Spoiler : c’est tout sauf une stratégie scalable.
Mais c’est peut-être la meilleure façon de faire un peu de bruit dans une mer de contenus aussi fades qu'une vieille religieuse amère.
Le contexte : en finir avec les contenus B2B soporifiques
Si on jette un regard tout à fait honnête à la prod’ de contenus B2B, on s’aperçoit rapidement qu’une bonne partie d’entre eux pourraient servir de substitut légal à la mélatonine.
Entre les webinars qui récitent des bullet points déjà vus dix fois sur LinkedIn, les interviews où l’on confond « authenticité » avec absence totale de montage, ou encore les podcasts où l’on apprend, avec force soupirs et anecdotes molles, qu’un « pivot stratégique a été vécu comme un vrai challenge d’équipe »… difficile de pas sombrer.
Le contenu B2B est sérieux à s’en rendre malade. Précautionneux. Prédictible. Ennuyant à crever.
Et c’est précisément contre cette inertie que j’ai eu envie de créer un objet sonore qui prenne le contre-pied total.
Un format qui ne cherche pas à cocher les cases de la bienveillance aseptisée, mais à surprendre, à intriguer, voire à déranger légèrement.
En réalité, ce n’est pas la première fois que je tente ce genre de déviation narrative : j’avais déjà expérimenté un truc similaire avec Sapajou, une newsletter dont le lectorat déterminait l’intrigue façon « livre dont vous êtes le héros ». Un format hybride, curieux, un peu foutraque… et profondément vivant.

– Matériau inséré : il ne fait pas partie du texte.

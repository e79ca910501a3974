//! Human-like delay computation.
//!
//! Pure arithmetic over a seedable RNG; callers do the sleeping. Each stage
//! worker owns one controller so failure streaks stay worker-local.

use std::time::Duration;

use rand::rngs::StdRng;
use rand::{Rng, SeedableRng};
use tagscout_core::{DelayRange, PacingSettings};

/// What an engine action looks like to a human observer.
#[derive(Debug, Clone, Copy, PartialEq, Eq, Hash)]
pub enum ActionKind {
    Search,
    ProfileVisit,
    Scroll,
    CommentRead,
}

impl std::fmt::Display for ActionKind {
    fn fmt(&self, f: &mut std::fmt::Formatter<'_>) -> std::fmt::Result {
        f.write_str(match self {
            Self::Search => "search",
            Self::ProfileVisit => "profile_visit",
            Self::Scroll => "scroll",
            Self::CommentRead => "comment_read",
        })
    }
}

#[derive(Debug)]
pub struct PacingController {
    settings: PacingSettings,
    rng: StdRng,
    recent_failures: u32,
    consecutive_successes: u32,
}

impl PacingController {
    #[must_use]
    pub fn new(settings: PacingSettings) -> Self {
        Self::with_rng(settings, StdRng::from_os_rng())
    }

    /// Deterministic controller for tests and reproducible runs.
    #[must_use]
    pub fn with_seed(settings: PacingSettings, seed: u64) -> Self {
        Self::with_rng(settings, StdRng::seed_from_u64(seed))
    }

    fn with_rng(settings: PacingSettings, rng: StdRng) -> Self {
        Self {
            settings,
            rng,
            recent_failures: 0,
            consecutive_successes: 0,
        }
    }

    #[must_use]
    pub fn range(&self, kind: ActionKind) -> DelayRange {
        match kind {
            ActionKind::Search => self.settings.search,
            ActionKind::ProfileVisit => self.settings.profile_visit,
            ActionKind::Scroll => self.settings.scroll,
            ActionKind::CommentRead => self.settings.comment_read,
        }
    }

    /// Delay before the next `kind` action given `recent_failures`.
    ///
    /// The base is uniform in `[min, max]` (or exactly `min` with
    /// human-like delays off), multiplied by
    /// `min(multiplier ^ recent_failures, ceiling)`, then clamped to
    /// `[min, max * ceiling]`.
    #[allow(
        clippy::cast_precision_loss,
        clippy::cast_possible_truncation,
        clippy::cast_sign_loss
    )]
    pub fn next_delay(&mut self, kind: ActionKind, recent_failures: u32) -> Duration {
        let range = self.range(kind);
        let ceiling = self.settings.backoff_ceiling;

        let base_ms = if self.settings.human_like_delays && range.max_ms > range.min_ms {
            self.rng.random_range(range.min_ms..=range.max_ms)
        } else {
            range.min_ms
        };

        let exponent = i32::try_from(recent_failures).unwrap_or(i32::MAX);
        let multiplier = self
            .settings
            .backoff_multiplier
            .powi(exponent)
            .min(ceiling);

        let upper_ms = range.max_ms as f64 * ceiling;
        let delay_ms = (base_ms as f64 * multiplier).clamp(range.min_ms as f64, upper_ms);
        // Truncation keeps the result inside the clamped interval.
        Duration::from_millis(delay_ms as u64)
    }

    /// Delay for `kind` using this controller's own failure streak.
    pub fn delay_for(&mut self, kind: ActionKind) -> Duration {
        self.next_delay(kind, self.recent_failures)
    }

    pub fn record_success(&mut self) {
        if self.recent_failures == 0 {
            return;
        }
        self.consecutive_successes += 1;
        if self.consecutive_successes >= self.settings.reset_after_successes {
            tracing::debug!(
                recent_failures = self.recent_failures,
                "pacing backoff reset to baseline"
            );
            self.recent_failures = 0;
            self.consecutive_successes = 0;
        }
    }

    pub fn record_failure(&mut self) {
        self.recent_failures = self.recent_failures.saturating_add(1);
        self.consecutive_successes = 0;
    }

    #[must_use]
    pub fn recent_failures(&self) -> u32 {
        self.recent_failures
    }
}

#[cfg(test)]
mod tests {
    use super::*;

    fn settings() -> PacingSettings {
        PacingSettings {
            human_like_delays: true,
            search: DelayRange::new(1_000, 2_000),
            profile_visit: DelayRange::new(3_000, 3_000),
            scroll: DelayRange::new(200, 400),
            comment_read: DelayRange::new(500, 900),
            backoff_multiplier: 2.0,
            backoff_ceiling: 4.0,
            reset_after_successes: 2,
        }
    }

    #[test]
    fn delay_stays_within_bounds_for_any_failure_count() {
        let mut pacing = PacingController::with_seed(settings(), 7);
        for kind in [
            ActionKind::Search,
            ActionKind::ProfileVisit,
            ActionKind::Scroll,
            ActionKind::CommentRead,
        ] {
            let range = pacing.range(kind);
            for failures in [0, 1, 2, 3, 10, 100, u32::MAX] {
                for _ in 0..50 {
                    let ms = u64::try_from(pacing.next_delay(kind, failures).as_millis()).unwrap();
                    assert!(ms >= range.min_ms, "{kind}: {ms} < {}", range.min_ms);
                    assert!(ms <= range.max_ms * 4, "{kind}: {ms} > {}", range.max_ms * 4);
                }
            }
        }
    }

    #[test]
    fn fixed_min_when_human_like_delays_disabled() {
        let mut s = settings();
        s.human_like_delays = false;
        let mut pacing = PacingController::with_seed(s, 1);
        assert_eq!(
            pacing.next_delay(ActionKind::Search, 0),
            Duration::from_millis(1_000)
        );
        // backoff still applies on top of the fixed base
        assert_eq!(
            pacing.next_delay(ActionKind::Search, 1),
            Duration::from_millis(2_000)
        );
        assert_eq!(
            pacing.next_delay(ActionKind::Search, 9),
            Duration::from_millis(4_000)
        );
    }

    #[test]
    fn same_seed_same_sequence() {
        let mut a = PacingController::with_seed(settings(), 42);
        let mut b = PacingController::with_seed(settings(), 42);
        for _ in 0..20 {
            assert_eq!(
                a.next_delay(ActionKind::CommentRead, 1),
                b.next_delay(ActionKind::CommentRead, 1)
            );
        }
    }

    #[test]
    fn successes_reset_failure_streak() {
        let mut pacing = PacingController::with_seed(settings(), 3);
        pacing.record_failure();
        pacing.record_failure();
        assert_eq!(pacing.recent_failures(), 2);

        pacing.record_success();
        assert_eq!(pacing.recent_failures(), 2);
        pacing.record_success();
        assert_eq!(pacing.recent_failures(), 0);
    }

    #[test]
    fn failure_interrupts_success_run() {
        let mut pacing = PacingController::with_seed(settings(), 3);
        pacing.record_failure();
        pacing.record_success();
        pacing.record_failure();
        pacing.record_success();
        assert_eq!(pacing.recent_failures(), 2);
    }
}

Le post-mortem de Sapajou m’avait laissé un goût doux-amer, comme on dit : beaucoup de plaisir à produire, un peu trop de friction à maintenir. Mais l’envie de décaler les formats, elle, n’a jamais disparu.

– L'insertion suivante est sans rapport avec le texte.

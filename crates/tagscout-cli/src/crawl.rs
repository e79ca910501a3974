//! The `crawl` command: resolve seeds, run the pipeline, score, report.
//!
//! A crawl that ends early still reports and writes whatever it cleaned;
//! the abort reason is printed with the summary.

use std::fmt::Write as _;
use std::path::{Path, PathBuf};
use std::sync::Arc;

use anyhow::Context;
use serde::Serialize;
use tagscout_browser::{BrowserClient, RemoteLauncher};
use tagscout_core::{load_accounts, load_hashtags, AppConfig, Hashtag};
use tagscout_crawler::{CrawlOutput, CrawlPipeline, SessionManager};
use tagscout_scoring::{ScoreResult, Scorer};
use tokio_util::sync::CancellationToken;

#[derive(Debug)]
pub(crate) struct CrawlArgs {
    pub hashtags: Vec<String>,
    pub hashtags_file: Option<PathBuf>,
    pub no_comments: bool,
    pub output: Option<PathBuf>,
    pub dry_run: bool,
}

/// The JSON document written by `--output`.
#[derive(Serialize)]
struct Report<'a> {
    #[serde(flatten)]
    output: &'a CrawlOutput,
    ranking: &'a [ScoreResult],
}

/// Build the ordered hashtag list for a run.
///
/// An explicit `--hashtags-file` is read first; the configured seed file is
/// used only when neither a file nor any `--hashtag` flag is given. Flag
/// hashtags follow in order, and a tag already present is skipped.
pub(crate) fn resolve_hashtags(
    flags: &[String],
    file: Option<&Path>,
    default_file: &Path,
    quota: usize,
) -> anyhow::Result<Vec<Hashtag>> {
    let mut hashtags = match file {
        Some(path) => load_hashtags(path, quota)
            .with_context(|| format!("loading hashtags from {}", path.display()))?,
        None if flags.is_empty() => load_hashtags(default_file, quota)
            .with_context(|| format!("loading hashtags from {}", default_file.display()))?,
        None => Vec::new(),
    };

    for raw in flags {
        let hashtag = Hashtag::new(raw, quota)
            .ok_or_else(|| anyhow::anyhow!("invalid hashtag: '{raw}'"))?;
        if hashtags.iter().any(|h| h.tag == hashtag.tag) {
            tracing::warn!(tag = %hashtag.tag, "duplicate hashtag ignored");
            continue;
        }
        hashtags.push(hashtag);
    }

    anyhow::ensure!(!hashtags.is_empty(), "no hashtags to crawl");
    Ok(hashtags)
}

/// Run one crawl end to end.
///
/// # Errors
///
/// Returns an error for invalid configuration or seeds, an unreadable
/// account file, a browser client that cannot be built, or a failure to
/// write `--output`. Crawl failures themselves end up in the run summary.
pub(crate) async fn run_crawl(config: &AppConfig, args: &CrawlArgs) -> anyhow::Result<()> {
    let mut crawl = config.crawl.clone();
    if args.no_comments {
        crawl.collect_comments = false;
    }
    crawl.validate()?;
    let scorer = Scorer::new(crawl.scoring.clone())?;

    let hashtags = resolve_hashtags(
        &args.hashtags,
        args.hashtags_file.as_deref(),
        &config.hashtags_path,
        crawl.max_profiles_per_hashtag,
    )?;
    let accounts = match &config.accounts_path {
        Some(path) => load_accounts(path)
            .with_context(|| format!("loading accounts from {}", path.display()))?,
        None => Vec::new(),
    };

    if args.dry_run {
        println!(
            "dry-run: would crawl {} hashtags with {} accounts (comments {}):",
            hashtags.len(),
            accounts.len(),
            if crawl.collect_comments { "on" } else { "off" }
        );
        for hashtag in &hashtags {
            println!("  {:<32} up to {} profiles", hashtag.tag, hashtag.quota);
        }
        return Ok(());
    }

    let client = BrowserClient::new(
        &config.browser_url,
        config.browser_token.as_deref(),
        crawl.session.action_timeout,
    )
    .context("failed to build browser client")?;

    let cancel = CancellationToken::new();
    let ctrl_c = tokio::spawn(cancel_on_ctrl_c(cancel.clone()));

    let session = Arc::new(SessionManager::new(
        Arc::new(RemoteLauncher::new(client)),
        accounts,
        crawl.session.clone(),
        cancel,
    ));
    let output = CrawlPipeline::new(crawl, session).run(hashtags).await;
    ctrl_c.abort();

    let ranking = scorer.score_all(&output.profiles, &output.posts, &output.comments);

    println!("{}", output.summary);
    println!();
    print!("{}", ranking_table(&ranking));

    if let Some(path) = &args.output {
        write_report(path, &output, &ranking)?;
        tracing::info!(path = %path.display(), "report written");
    }

    Ok(())
}

async fn cancel_on_ctrl_c(cancel: CancellationToken) {
    match tokio::signal::ctrl_c().await {
        Ok(()) => {
            tracing::warn!("received ctrl-c, cancelling crawl");
            cancel.cancel();
        }
        Err(e) => tracing::error!(error = %e, "failed to listen for ctrl-c"),
    }
}

fn write_report(path: &Path, output: &CrawlOutput, ranking: &[ScoreResult]) -> anyhow::Result<()> {
    if let Some(dir) = path.parent().filter(|d| !d.as_os_str().is_empty()) {
        std::fs::create_dir_all(dir)
            .with_context(|| format!("creating {}", dir.display()))?;
    }
    let json = serde_json::to_string_pretty(&Report { output, ranking })?;
    std::fs::write(path, json).with_context(|| format!("writing {}", path.display()))?;
    Ok(())
}

fn ranking_table(ranking: &[ScoreResult]) -> String {
    let mut out = format!(
        "{:>4} {:<28} {:<6} {:>10} {:>9} {:>10} {:>8} {:>11}\n",
        "#", "handle", "tier", "followers", "composite", "engagement", "quality", "consistency"
    );
    for (i, r) in ranking.iter().enumerate() {
        let _ = writeln!(
            out,
            "{:>4} {:<28} {:<6} {:>10} {:>9} {:>10} {:>8} {:>11}",
            i + 1,
            r.handle,
            r.tier.to_string(),
            r.follower_count,
            fmt_score(r.composite),
            fmt_score(r.engagement),
            fmt_score(r.audience_quality),
            fmt_score(r.consistency),
        );
    }
    out
}

fn fmt_score(score: Option<f64>) -> String {
    score.map_or_else(|| "-".to_string(), |s| format!("{s:.4}"))
}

C’est donc en croisant cette appétence pour le jeu narratif avec une référence très précise – Murder in HR, le podcast B2B de Caspian Studios, à mi-chemin entre enquête policière et satire RH – que j’ai eu l’idée de ce projet.

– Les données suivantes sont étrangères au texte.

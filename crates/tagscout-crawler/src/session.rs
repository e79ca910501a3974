//! Single-session ownership: acquire, validate, renew, close, and the
//! mediated `run` every stage action goes through.

use std::sync::{Arc, Mutex as StdMutex};

use chrono::{DateTime, Utc};
use futures::future::BoxFuture;
use serde::Serialize;
use serde_json::Value;
use tagscout_core::{Account, SessionSettings};
use tokio::sync::Mutex;
use tokio::time::Instant;
use tokio_util::sync::CancellationToken;
use uuid::Uuid;

use crate::engine::{BrowsingEngine, SessionLauncher, LOGIN_STATE_QUERY};
use crate::error::{CrawlError, ErrorKind};
use crate::pacing::ActionKind;

/// Consecutive `Invalid` validations that end the run.
pub const MAX_CONSECUTIVE_INVALID: u32 = 3;

#[derive(Debug, Clone, Copy, PartialEq, Eq, Serialize)]
pub enum SessionHealth {
    Healthy,
    Degraded,
    Invalid,
}

/// Descriptive view of the live browsing context.
#[derive(Debug, Clone, Serialize)]
pub struct Session {
    pub token: Uuid,
    pub created_at: DateTime<Utc>,
    pub last_activity: DateTime<Utc>,
    pub health: SessionHealth,
    /// Username the context was opened with; `None` for anonymous sessions.
    pub account: Option<String>,
}

impl Session {
    fn new(account: Option<String>) -> Self {
        let now = Utc::now();
        Self {
            token: Uuid::new_v4(),
            created_at: now,
            last_activity: now,
            health: SessionHealth::Healthy,
            account,
        }
    }
}

/// Map a login-state extraction onto a health reading.
///
/// Anonymous sessions are never logged in, so only the challenge flag
/// matters for them.
#[must_use]
pub fn health_from_login_state(state: &Value, authenticated: bool) -> SessionHealth {
    let logged_in = state
        .get("logged_in")
        .and_then(Value::as_bool)
        .unwrap_or(false);
    let challenge = state
        .get("challenge")
        .and_then(Value::as_bool)
        .unwrap_or(false);

    match (authenticated && !logged_in, challenge) {
        (true, _) => SessionHealth::Invalid,
        (false, true) => SessionHealth::Degraded,
        (false, false) => SessionHealth::Healthy,
    }
}

/// Accounts available for login, with a cool-down after failures.
#[derive(Debug)]
pub struct AccountPool {
    entries: Vec<(Account, Option<Instant>)>,
    cooldown: std::time::Duration,
}

impl AccountPool {
    #[must_use]
    pub fn new(accounts: Vec<Account>, cooldown: std::time::Duration) -> Self {
        Self {
            entries: accounts.into_iter().map(|a| (a, None)).collect(),
            cooldown,
        }
    }

    #[must_use]
    pub fn is_empty(&self) -> bool {
        self.entries.is_empty()
    }

    /// First account that is not cooling down at `now`.
    #[must_use]
    pub fn next_available(&self, now: Instant) -> Option<Account> {
        self.entries
            .iter()
            .find(|(_, failed_at)| failed_at.is_none_or(|at| now >= at + self.cooldown))
            .map(|(account, _)| account.clone())
    }

    pub fn mark_failed(&mut self, username: &str, now: Instant) {
        if let Some(entry) = self.entries.iter_mut().find(|(a, _)| a.username == username) {
            entry.1 = Some(now);
        }
    }
}

struct Live {
    session: Session,
    engine: Box<dyn BrowsingEngine>,
}

struct State {
    live: Option<Live>,
    accounts: AccountPool,
    renew_pending: bool,
    actions_since_validation: u32,
    consecutive_invalid: u32,
}

/// Owns the one browsing context of a run.
///
/// The inner mutex is held for exactly one action, so two actions never
/// share the engine concurrently.
pub struct SessionManager {
    launcher: Arc<dyn SessionLauncher>,
    settings: SessionSettings,
    state: Mutex<State>,
    cancel: CancellationToken,
    fatal_reason: StdMutex<Option<String>>,
}

impl SessionManager {
    pub fn new(
        launcher: Arc<dyn SessionLauncher>,
        accounts: Vec<Account>,
        settings: SessionSettings,
        cancel: CancellationToken,
    ) -> Self {
        let accounts = AccountPool::new(accounts, settings.account_cooldown);
        Self {
            launcher,
            settings,
            state: Mutex::new(State {
                live: None,
                accounts,
                renew_pending: false,
                actions_since_validation: 0,
                consecutive_invalid: 0,
            }),
            cancel,
            fatal_reason: StdMutex::new(None),
        }
    }

    #[must_use]
    pub fn cancellation_token(&self) -> CancellationToken {
        self.cancel.clone()
    }

    /// Why the session escalated to a run abort, if it did.
    #[must_use]
    pub fn fatal_reason(&self) -> Option<String> {
        self.fatal_reason
            .lock()
            .map(|guard| guard.clone())
            .unwrap_or_default()
    }

    /// Open the session if none is live and return its description.
    ///
    /// # Errors
    ///
    /// Returns [`CrawlError::Auth`] when no account can log in, or any
    /// launcher error.
    pub async fn acquire(&self) -> Result<Session, CrawlError> {
        let mut state = self.state.lock().await;
        if let Some(live) = &state.live {
            return Ok(live.session.clone());
        }
        self.launch_locked(&mut state).await
    }

    /// Read the session's health and apply the escalation policy.
    ///
    /// # Errors
    ///
    /// Returns [`CrawlError::SessionFatal`] once the session has read
    /// `Invalid` [`MAX_CONSECUTIVE_INVALID`] times in a row.
    pub async fn validate(&self) -> Result<SessionHealth, CrawlError> {
        let mut state = self.state.lock().await;
        self.validate_locked(&mut state).await
    }

    /// Replace the live context with a fresh one.
    ///
    /// # Errors
    ///
    /// Same as [`SessionManager::acquire`].
    pub async fn renew(&self) -> Result<Session, CrawlError> {
        let mut state = self.state.lock().await;
        self.renew_locked(&mut state).await
    }

    pub async fn close(&self) {
        let mut state = self.state.lock().await;
        if let Some(live) = state.live.take() {
            if let Err(e) = live.engine.close().await {
                tracing::warn!(token = %live.session.token, error = %e, "failed to close session");
            } else {
                tracing::info!(token = %live.session.token, "session closed");
            }
        }
    }

    /// Snapshot of the live session, if one is open.
    pub async fn current(&self) -> Option<Session> {
        self.state
            .lock()
            .await
            .live
            .as_ref()
            .map(|l| l.session.clone())
    }

    /// Execute one engine action under the session lock and the action timeout.
    ///
    /// Pending renewals and periodic validations run first. An `Auth`
    /// failure from the action triggers a validation before the error is
    /// returned to the caller.
    ///
    /// # Errors
    ///
    /// Returns the action's error, [`CrawlError::Timeout`] when it overruns,
    /// [`CrawlError::Cancelled`] after cancellation, or session lifecycle errors.
    pub async fn run<T, F>(&self, kind: ActionKind, action: &F) -> Result<T, CrawlError>
    where
        F: for<'e> Fn(&'e dyn BrowsingEngine) -> BoxFuture<'e, Result<T, CrawlError>> + Sync,
        T: Send,
    {
        let mut guard = tokio::select! {
            biased;
            () = self.cancel.cancelled() => return Err(CrawlError::Cancelled),
            guard = self.state.lock() => guard,
        };
        let state = &mut *guard;
        if self.cancel.is_cancelled() {
            return Err(CrawlError::Cancelled);
        }

        if state.live.is_none() {
            self.launch_locked(state).await?;
        } else if state.renew_pending {
            self.renew_locked(state).await?;
        }

        let validate_every = self.settings.validate_every;
        if validate_every > 0 && state.actions_since_validation >= validate_every {
            self.validate_locked(state).await?;
            if state.renew_pending {
                self.renew_locked(state).await?;
            }
        }

        let Some(live) = state.live.as_ref() else {
            return Err(CrawlError::Engine("no live session".to_string()));
        };
        let timeout = self.settings.action_timeout;
        let result = tokio::select! {
            biased;
            () = self.cancel.cancelled() => Err(CrawlError::Cancelled),
            outcome = tokio::time::timeout(timeout, action(live.engine.as_ref())) => {
                outcome.unwrap_or_else(|_| Err(CrawlError::Timeout {
                    timeout_ms: u64::try_from(timeout.as_millis()).unwrap_or(u64::MAX),
                }))
            }
        };

        state.actions_since_validation = state.actions_since_validation.saturating_add(1);
        match &result {
            Ok(_) => {
                if let Some(live) = state.live.as_mut() {
                    live.session.last_activity = Utc::now();
                }
            }
            Err(e) if e.kind() == ErrorKind::Auth => {
                tracing::warn!(%kind, error = %e, "auth failure, validating session");
                self.validate_locked(state).await?;
            }
            Err(_) => {}
        }
        result
    }

    async fn validate_locked(&self, state: &mut State) -> Result<SessionHealth, CrawlError> {
        let Some(live) = state.live.as_mut() else {
            return Ok(SessionHealth::Invalid);
        };

        let reading = tokio::time::timeout(
            self.settings.action_timeout,
            live.engine.extract(LOGIN_STATE_QUERY),
        )
        .await;
        let health = match reading {
            Ok(Ok(value)) => health_from_login_state(&value, live.session.account.is_some()),
            Ok(Err(e)) => {
                tracing::debug!(error = %e, "login state extraction failed");
                SessionHealth::Degraded
            }
            Err(_) => SessionHealth::Degraded,
        };

        live.session.health = health;
        let token = live.session.token;
        state.actions_since_validation = 0;

        match health {
            SessionHealth::Healthy => state.consecutive_invalid = 0,
            SessionHealth::Degraded => {
                state.consecutive_invalid = 0;
                state.renew_pending = true;
                tracing::warn!(%token, "session degraded, renewal scheduled");
            }
            SessionHealth::Invalid => {
                tracing::warn!(%token, "session invalid");
                self.note_invalid(state, "validation read logged out")?;
            }
        }
        Ok(health)
    }

    /// Count one `Invalid` reading; a failed login counts as one too.
    /// Aborts the run on the [`MAX_CONSECUTIVE_INVALID`]th in a row.
    fn note_invalid(&self, state: &mut State, cause: &str) -> Result<(), CrawlError> {
        state.consecutive_invalid += 1;
        state.renew_pending = true;
        tracing::debug!(consecutive_invalid = state.consecutive_invalid, cause, "invalid reading");
        if state.consecutive_invalid < MAX_CONSECUTIVE_INVALID {
            return Ok(());
        }
        let reason = format!(
            "session invalid {} consecutive times (last: {cause})",
            state.consecutive_invalid
        );
        tracing::error!(reason = %reason, "aborting run");
        if let Ok(mut slot) = self.fatal_reason.lock() {
            slot.get_or_insert_with(|| reason.clone());
        }
        self.cancel.cancel();
        Err(CrawlError::SessionFatal(reason))
    }

    async fn renew_locked(&self, state: &mut State) -> Result<Session, CrawlError> {
        if let Some(old) = state.live.take() {
            tracing::warn!(token = %old.session.token, health = ?old.session.health, "renewing session");
            if let Err(e) = old.engine.close().await {
                tracing::debug!(error = %e, "closing stale session failed");
            }
        }
        self.launch_locked(state).await
    }

    async fn launch_locked(&self, state: &mut State) -> Result<Session, CrawlError> {
        match self.open_session(state).await {
            Err(e) if e.kind() == ErrorKind::Auth => {
                self.note_invalid(state, &e.to_string())?;
                Err(e)
            }
            other => other,
        }
    }

    async fn open_session(&self, state: &mut State) -> Result<Session, CrawlError> {
        loop {
            let account = if state.accounts.is_empty() {
                None
            } else {
                let Some(account) = state.accounts.next_available(Instant::now()) else {
                    return Err(CrawlError::Auth(
                        "every account is cooling down".to_string(),
                    ));
                };
                Some(account)
            };

            let launched = tokio::time::timeout(
                self.settings.action_timeout,
                self.launcher.launch(account.as_ref()),
            )
            .await
            .unwrap_or_else(|_| {
                Err(CrawlError::Timeout {
                    timeout_ms: u64::try_from(self.settings.action_timeout.as_millis())
                        .unwrap_or(u64::MAX),
                })
            });

            match launched {
                Ok(engine) => {
                    let session = Session::new(account.map(|a| a.username));
                    tracing::info!(
                        token = %session.token,
                        account = session.account.as_deref().unwrap_or("anonymous"),
                        "session opened"
                    );
                    state.live = Some(Live {
                        session: session.clone(),
                        engine,
                    });
                    state.renew_pending = false;
                    state.actions_since_validation = 0;
                    return Ok(session);
                }
                Err(e) if e.kind() == ErrorKind::Auth => {
                    let Some(account) = account else {
                        return Err(e);
                    };
                    tracing::warn!(
                        account = %account.username,
                        error = %e,
                        "login failed, account cooling down"
                    );
                    state.accounts.mark_failed(&account.username, Instant::now());
                }
                Err(e) => return Err(e),
            }
        }
    }
}

#[cfg(test)]
#[path = "session_test.rs"]
mod tests;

Il ne s’agissait pas simplement de raconter une histoire, mais de faire de la forme un message à part entière : oui, on peut parler de business sans lasser ; oui, on peut créer de la tension sans sombrer dans le sensationnalisme ; et oui, on peut captiver des pros avec autre chose qu’un PDF bien brandé ou une série de posts sur « les 5 erreurs à éviter en prospection ».
Le podcast que j’ai imaginé est donc né d’un double refus : celui de l’ennui, et celui de la conformité.
Et à l’inverse, d’un double désir : celui de raconter une histoire, et celui de montrer que même en B2B, il y a de la place pour l’audace.
L’intention derrière le podcast : pas de leads, juste du kif (et de la visibilité)
Dès le départ, je savais une chose : ce podcast ne serait pas un levier commercial.
Ni lead magnet, ni tunnel de conversion, ni aimant à calls découverte, rien de tout ça (même si j’ai glissé Astram comme « sponsor » de l’émission, parce que pourquoi pas après tout ?).
Mon objectif n’était pas d’aligner les KPI, mais de créer un format qui interpelle.
Un contenu qui marque, qui donne envie de le partager, qui change la perception qu’on peut avoir de ce qu’est un podcast B2B aujourd’hui.
Dans un univers où l’on parle sans arrêt de ROI, oui, j’avoue, je revendique ici une démarche gratuitement stratégique. Oui, l’objectif était la visibilité. Pas la visibilité froide, achetée, boostée, mais celle qui repose sur un vrai effet miroir : « Tiens, ce truc-là, c’est différent, c’est original, ça me parle ».
C’est ce type de notoriété qui m’intéressait — pas le funnel.
Avant de me lancer à fond les ballons (d’hélium) dans la prod’, j’ai commencé par crash-tester l’idée dans ma newsletter ; j’ai raconté, sous forme de petit teasing un peu flou, l’histoire d’une ado australienne devenue une star de LinkedIn avant de disparaître ; et histoire de faire les choses bien, je proposais un petit sondage à la fin pour savoir qui ça botterait d’écouter ce genre d’ovni :

Une dizaine de personnes m’ont répondu. Toutes, sans exception, étaient à fond.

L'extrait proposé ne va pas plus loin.